Re: [orca-list] Why flat review was causing focus losses in GNOME 3.9.x
- From: Alex Midence <alex midence gmail com>
- To: "'Luke Yelavich'" <themuso ubuntu com>, <orca-list gnome org>
- Subject: Re: [orca-list] Why flat review was causing focus losses in GNOME 3.9.x
- Date: Thu, 12 Sep 2013 22:16:15 -0500
Hi,
A bit confused here. Is the answer to this feature suggestion, wait till
the toolkit developers of qt, gtk, gecko, ETC. fix stuff on their end
(whenever that may be) and then, Orca will be in a position to implement
this feature? Otherwise, it won't exist? Orca can't generate this feature
on its own? Incidentally, someone asked if Windows screen readers have a
way to track their analogous version of flat review and the answer is yes,
somewhat. I understand NVDA can manage this but, Jaws often has a hard time
with it. You have to tether the simulated mouse cursor to the flat review
cursor so people can see what you are doing. Otherwise, it's hard
especially in stuff like the virtual viewer or, I think the equivalent word
is the virtual buffer? Stuff where the regular cursor is being used as is
the case in Microsoft Office applications with the exception of Powerpoint,
a sighted person can follow you just fine. In powerpoint which uses a
virtual buffer to represent the slide you are looking at in the slide show,
they can't tell where you are reading unless you tell them where you are.

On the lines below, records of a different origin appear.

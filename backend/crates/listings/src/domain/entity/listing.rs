//! Listing Entity

use auth::models::UserId;
use chrono::{DateTime, Utc};
use kernel::id::ListingId;

use crate::domain::value_object::{image::ListingImage, price::Price};

/// Fields an owner may change after creation.
///
/// The owner is deliberately absent: ownership is fixed when the
/// listing is created and no update path carries it.
#[derive(Debug, Clone)]
pub struct UpdateListingFields {
    pub title: String,
    pub description: String,
    pub price: Price,
    pub location: String,
}

/// Listing entity
#[derive(Debug, Clone)]
pub struct Listing {
    /// Internal UUID identifier
    pub listing_id: ListingId,
    /// Account that created the listing, immutable for its lifetime
    pub owner_id: UserId,
    /// Short headline shown in the index
    pub title: String,
    /// Free-form body text
    pub description: String,
    /// Non-negative amount in the smallest currency unit
    pub price: Price,
    /// Free-form place name
    pub location: String,
    /// Stored image; creation requires one, so this is only absent for
    /// rows that predate the upload requirement
    pub image: Option<ListingImage>,
    /// Created timestamp
    pub created_at: DateTime<Utc>,
    /// Updated timestamp
    pub updated_at: DateTime<Utc>,
}

impl Listing {
    /// Create a new listing with its uploaded image
    pub fn new(
        owner_id: UserId,
        title: String,
        description: String,
        price: Price,
        location: String,
        image: ListingImage,
    ) -> Self {
        let now = Utc::now();

        Self {
            listing_id: ListingId::new(),
            owner_id,
            title,
            description,
            price,
            location,
            image: Some(image),
            created_at: now,
            updated_at: now,
        }
    }

    /// Apply an owner-submitted edit
    pub fn apply_update(&mut self, fields: UpdateListingFields) {
        self.title = fields.title;
        self.description = fields.description;
        self.price = fields.price;
        self.location = fields.location;
        self.updated_at = Utc::now();
    }

    /// Swap in a freshly stored image, returning the one it displaces
    /// so the caller can account for the now-orphaned file.
    pub fn replace_image(&mut self, image: ListingImage) -> Option<ListingImage> {
        let previous = self.image.replace(image);
        self.updated_at = Utc::now();
        previous
    }
}
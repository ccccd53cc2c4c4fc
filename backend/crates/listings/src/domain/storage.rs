//! Image Storage Trait
//!
//! Interface for putting uploaded image bytes somewhere they can be
//! served from. The disk implementation lives in the infrastructure
//! layer; tests swap in an in-memory stand-in.

use crate::domain::value_object::image::ListingImage;
use crate::error::ListingsResult;

/// An image file as it arrived in the multipart request
#[derive(Debug, Clone)]
pub struct ImageUpload {
    /// Filename the client supplied, used only as a naming hint
    pub filename: String,
    /// Raw file content
    pub bytes: Vec<u8>,
}

impl ImageUpload {
    pub fn new(filename: impl Into<String>, bytes: Vec<u8>) -> Self {
        Self {
            filename: filename.into(),
            bytes,
        }
    }
}

/// Image store trait
#[trait_variant::make(ImageStore: Send)]
pub trait LocalImageStore {
    /// Persist the upload and return where it ended up
    async fn store(&self, upload: ImageUpload) -> ListingsResult<ListingImage>;
}
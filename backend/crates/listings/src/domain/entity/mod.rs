//! Entities of the listings domain

pub mod listing;
pub mod review;
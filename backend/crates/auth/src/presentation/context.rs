//! Request Session Context
//!
//! Cloneable handle to the restored session, shared between the session
//! middleware and handlers through request extensions. Mutations mark
//! the context dirty; the middleware writes dirty sessions back after
//! the handler has run, so handlers never talk to the store directly.

use std::sync::{Arc, Mutex, MutexGuard, PoisonError};

use crate::domain::entity::session::{FlashBag, Session};
use crate::domain::value_object::{session_id::SessionId, user_id::UserId};

#[derive(Debug)]
struct CtxInner {
    session: Session,
    dirty: bool,
    discarded: bool,
}

/// What the session middleware should do after the handler
#[derive(Debug, Clone, PartialEq)]
pub(crate) enum SessionOutcome {
    /// Login or signup replaced the session; this row was already retired
    Discarded,
    /// Payload changed, write the session back
    Dirty(Session),
    /// Untouched; at most refresh the activity timestamp
    Clean(Session),
}

/// Session handle for one request
#[derive(Debug, Clone)]
pub struct SessionCtx {
    inner: Arc<Mutex<CtxInner>>,
}

impl SessionCtx {
    pub fn new(session: Session) -> Self {
        Self {
            inner: Arc::new(Mutex::new(CtxInner {
                session,
                dirty: false,
                discarded: false,
            })),
        }
    }

    pub fn session_id(&self) -> SessionId {
        self.lock().session.session_id
    }

    pub fn user_id(&self) -> Option<UserId> {
        self.lock().session.user_id
    }

    /// Queue a success message for the next rendered page
    pub fn flash_success(&self, message: impl Into<String>) {
        let mut inner = self.lock();
        inner.session.data.flash.push_success(message);
        inner.dirty = true;
    }

    /// Queue an error message for the next rendered page
    pub fn flash_error(&self, message: impl Into<String>) {
        let mut inner = self.lock();
        inner.session.data.flash.push_error(message);
        inner.dirty = true;
    }

    /// Take all pending flash messages. Draining consumes them: the
    /// same message is never shown on two renders.
    pub fn drain_flash(&self) -> FlashBag {
        let mut inner = self.lock();
        let drained = inner.session.data.flash.drain();
        if !drained.is_empty() {
            inner.dirty = true;
        }
        drained
    }

    /// Remember where to send the user after login. Later intents win.
    pub fn set_return_to(&self, target: impl Into<String>) {
        let mut inner = self.lock();
        inner.session.data.return_to = Some(target.into());
        inner.dirty = true;
    }

    /// Consume the saved redirect target. It is handed out exactly once.
    pub fn take_return_to(&self) -> Option<String> {
        let mut inner = self.lock();
        let target = inner.session.data.return_to.take();
        if target.is_some() {
            inner.dirty = true;
        }
        target
    }

    /// Drop the user binding (logout). The row and its flashes survive.
    pub fn clear_identity(&self) {
        let mut inner = self.lock();
        inner.session.clear_identity();
        inner.dirty = true;
    }

    /// Mark the session as replaced. The middleware will neither save
    /// nor touch it; the handler has already issued a new cookie.
    pub fn discard(&self) {
        self.lock().discarded = true;
    }

    pub(crate) fn outcome(&self) -> SessionOutcome {
        let inner = self.lock();
        if inner.discarded {
            SessionOutcome::Discarded
        } else if inner.dirty {
            SessionOutcome::Dirty(inner.session.clone())
        } else {
            SessionOutcome::Clean(inner.session.clone())
        }
    }

    fn lock(&self) -> MutexGuard<'_, CtxInner> {
        // A poisoned lock only means another handler panicked mid-write;
        // the session data itself is still usable.
        self.inner.lock().unwrap_or_else(PoisonError::into_inner)
    }
}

As for the tethering the mouse pointer to the pc cursor or virtual cursor,
this causes problems of its own because, in browsers, the main user of
virtual buffers in Windows, you can activate all kinds of elements that have
the "onmouseover" attribute on them which causes nightmares of reading a
page for you if you are not conscious of this behavior.
Hth,
Alex M
-----Original Message-----
From: orca-list [mailto:orca-list-bounces gnome org] On Behalf Of Luke
Yelavich
Sent: Thursday, September 12, 2013 5:53 PM
To: orca-list gnome org
Subject: Re: [orca-list] Why flat review was causing focus losses in GNOME
3.9.x
On Fri, Sep 13, 2013 at 08:48:04AM EST, Joanmarie Diggs wrote:
Absolutely. And to do it right what we need is new API which toolkits
would implement to highlight the accessible component and to highlight
the accessible text (or a portion thereof). Then Orca could call it,
Accerciser could call it, low vision tools could call it, reading
tools could call it, etc.
Beyond that, toolkits are in a far better position than any other
technology to properly highlight that toolkit's own widgets, so you
get better highlighting quality. Lastly, this approach would be
desktop environment independent.
When this functionality is in place, Orca will use it.
This makes perfect sense. I hadn't thought through the details beyond the
feature itself, but what you suggest is the right footing to start from.